Please reproduce the whole listing without altering anything.
(THE DATA Opens)
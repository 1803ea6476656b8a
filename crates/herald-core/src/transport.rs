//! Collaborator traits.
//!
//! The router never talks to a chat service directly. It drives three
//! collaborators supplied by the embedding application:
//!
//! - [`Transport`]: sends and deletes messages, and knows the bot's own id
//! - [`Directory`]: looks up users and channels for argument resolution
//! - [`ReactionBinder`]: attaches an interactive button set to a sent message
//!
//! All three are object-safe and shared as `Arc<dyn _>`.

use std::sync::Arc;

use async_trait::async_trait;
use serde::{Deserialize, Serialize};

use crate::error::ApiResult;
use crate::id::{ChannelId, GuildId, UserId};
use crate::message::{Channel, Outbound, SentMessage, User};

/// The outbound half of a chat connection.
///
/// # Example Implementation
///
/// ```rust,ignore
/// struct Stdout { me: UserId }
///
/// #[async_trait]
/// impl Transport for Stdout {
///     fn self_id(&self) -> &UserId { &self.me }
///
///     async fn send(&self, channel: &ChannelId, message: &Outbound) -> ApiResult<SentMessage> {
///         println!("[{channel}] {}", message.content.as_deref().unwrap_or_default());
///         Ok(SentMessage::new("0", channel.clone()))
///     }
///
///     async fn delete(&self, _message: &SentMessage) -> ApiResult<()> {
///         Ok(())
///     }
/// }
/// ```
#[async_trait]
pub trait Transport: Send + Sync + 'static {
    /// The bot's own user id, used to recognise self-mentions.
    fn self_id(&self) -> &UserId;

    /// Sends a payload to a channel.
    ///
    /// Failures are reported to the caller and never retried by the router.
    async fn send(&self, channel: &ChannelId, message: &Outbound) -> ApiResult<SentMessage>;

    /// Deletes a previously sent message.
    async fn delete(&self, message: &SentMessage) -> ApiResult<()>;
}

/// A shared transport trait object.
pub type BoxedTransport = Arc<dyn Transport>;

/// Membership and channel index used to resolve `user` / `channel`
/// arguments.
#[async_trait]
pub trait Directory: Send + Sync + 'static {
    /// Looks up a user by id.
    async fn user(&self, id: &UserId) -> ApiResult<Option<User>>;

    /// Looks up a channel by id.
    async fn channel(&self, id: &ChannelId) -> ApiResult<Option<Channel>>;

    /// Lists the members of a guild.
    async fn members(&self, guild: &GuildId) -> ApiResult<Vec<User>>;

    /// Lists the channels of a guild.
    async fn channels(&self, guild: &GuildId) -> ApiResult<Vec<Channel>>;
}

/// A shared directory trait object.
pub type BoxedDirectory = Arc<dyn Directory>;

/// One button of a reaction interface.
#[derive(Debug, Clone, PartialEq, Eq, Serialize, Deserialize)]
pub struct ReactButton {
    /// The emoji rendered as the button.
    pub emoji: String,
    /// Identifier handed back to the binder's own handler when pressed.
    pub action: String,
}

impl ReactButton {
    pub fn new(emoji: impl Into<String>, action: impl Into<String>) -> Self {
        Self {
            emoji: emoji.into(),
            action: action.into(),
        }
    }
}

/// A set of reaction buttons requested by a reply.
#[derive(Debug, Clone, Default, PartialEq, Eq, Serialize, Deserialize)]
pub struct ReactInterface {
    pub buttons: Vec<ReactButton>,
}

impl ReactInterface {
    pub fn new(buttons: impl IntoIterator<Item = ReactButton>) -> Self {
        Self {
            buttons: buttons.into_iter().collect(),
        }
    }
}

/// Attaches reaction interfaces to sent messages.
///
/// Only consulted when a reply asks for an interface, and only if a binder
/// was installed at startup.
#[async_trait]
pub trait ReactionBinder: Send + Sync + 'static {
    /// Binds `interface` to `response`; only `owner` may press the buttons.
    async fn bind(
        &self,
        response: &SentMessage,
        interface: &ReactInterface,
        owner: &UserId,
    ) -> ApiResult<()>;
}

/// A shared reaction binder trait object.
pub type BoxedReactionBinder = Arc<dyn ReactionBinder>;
(THE DATA Closes)
* **RESULT FOR THIS TASK**
repository 1803ea6476656b8a
filename crates/herald-core/src/transport.rs
//! Collaborator traits.
//!
//! The router never talks to a chat service directly. It drives three
//! collaborators supplied by the embedding application:
//!
//! - [`Transport`]: sends and deletes messages, and knows the bot's own id
//! - [`Directory`]: looks up users and channels for argument resolution
//! - [`ReactionBinder`]: attaches an interactive button set to a sent message
//!
//! All three are object-safe and shared as `Arc<dyn _>`.

use std::sync::Arc;

use async_trait::async_trait;
use serde::{Deserialize, Serialize};

use crate::error::ApiResult;
use crate::id::{ChannelId, GuildId, UserId};
use crate::message::{Channel, Outbound, SentMessage, User};

/// The outbound half of a chat connection.
///
/// # Example Implementation
///
/// ```rust,ignore
/// struct Stdout { me: UserId }
///
/// #[async_trait]
/// impl Transport for Stdout {
///     fn self_id(&self) -> &UserId { &self.me }
///
///     async fn send(&self, channel: &ChannelId, message: &Outbound) -> ApiResult<SentMessage> {
///         println!("[{channel}] {}", message.content.as_deref().unwrap_or_default());
///         Ok(SentMessage::new("0", channel.clone()))
///     }
///
///     async fn delete(&self, _message: &SentMessage) -> ApiResult<()> {
///         Ok(())
///     }
/// }
/// ```
#[async_trait]
pub trait Transport: Send + Sync + 'static {
    /// The bot's own user id, used to recognise self-mentions.
    fn self_id(&self) -> &UserId;

    /// Sends a payload to a channel.
    ///
    /// Failures are reported to the caller and never retried by the router.
    async fn send(&self, channel: &ChannelId, message: &Outbound) -> ApiResult<SentMessage>;

    /// Deletes a previously sent message.
    async fn delete(&self, message: &SentMessage) -> ApiResult<()>;
}

/// A shared transport trait object.
pub type BoxedTransport = Arc<dyn Transport>;

/// Membership and channel index used to resolve `user` / `channel`
/// arguments.
#[async_trait]
pub trait Directory: Send + Sync + 'static {
    /// Looks up a user by id.
    async fn user(&self, id: &UserId) -> ApiResult<Option<User>>;

    /// Looks up a channel by id.
    async fn channel(&self, id: &ChannelId) -> ApiResult<Option<Channel>>;

    /// Lists the members of a guild.
    async fn members(&self, guild: &GuildId) -> ApiResult<Vec<User>>;

    /// Lists the channels of a guild.
    async fn channels(&self, guild: &GuildId) -> ApiResult<Vec<Channel>>;
}

/// A shared directory trait object.
pub type BoxedDirectory = Arc<dyn Directory>;

/// One button of a reaction interface.
#[derive(Debug, Clone, PartialEq, Eq, Serialize, Deserialize)]
pub struct ReactButton {
    /// The emoji rendered as the button.
    pub emoji: String,
    /// Identifier handed back to the binder's own handler when pressed.
    pub action: String,
}

impl ReactButton {
    pub fn new(emoji: impl Into<String>, action: impl Into<String>) -> Self {
        Self {
            emoji: emoji.into(),
            action: action.into(),
        }
    }
}

/// A set of reaction buttons requested by a reply.
#[derive(Debug, Clone, Default, PartialEq, Eq, Serialize, Deserialize)]
pub struct ReactInterface {
    pub buttons: Vec<ReactButton>,
}

impl ReactInterface {
    pub fn new(buttons: impl IntoIterator<Item = ReactButton>) -> Self {
        Self {
            buttons: buttons.into_iter().collect(),
        }
    }
}

/// Attaches reaction interfaces to sent messages.
///
/// Only consulted when a reply asks for an interface, and only if a binder
/// was installed at startup.
#[async_trait]
pub trait ReactionBinder: Send + Sync + 'static {
    /// Binds `interface` to `response`; only `owner` may press the buttons.
    async fn bind(
        &self,
        response: &SentMessage,
        interface: &ReactInterface,
        owner: &UserId,
    ) -> ApiResult<()>;
}

/// A shared reaction binder trait object.
pub type BoxedReactionBinder = Arc<dyn ReactionBinder>;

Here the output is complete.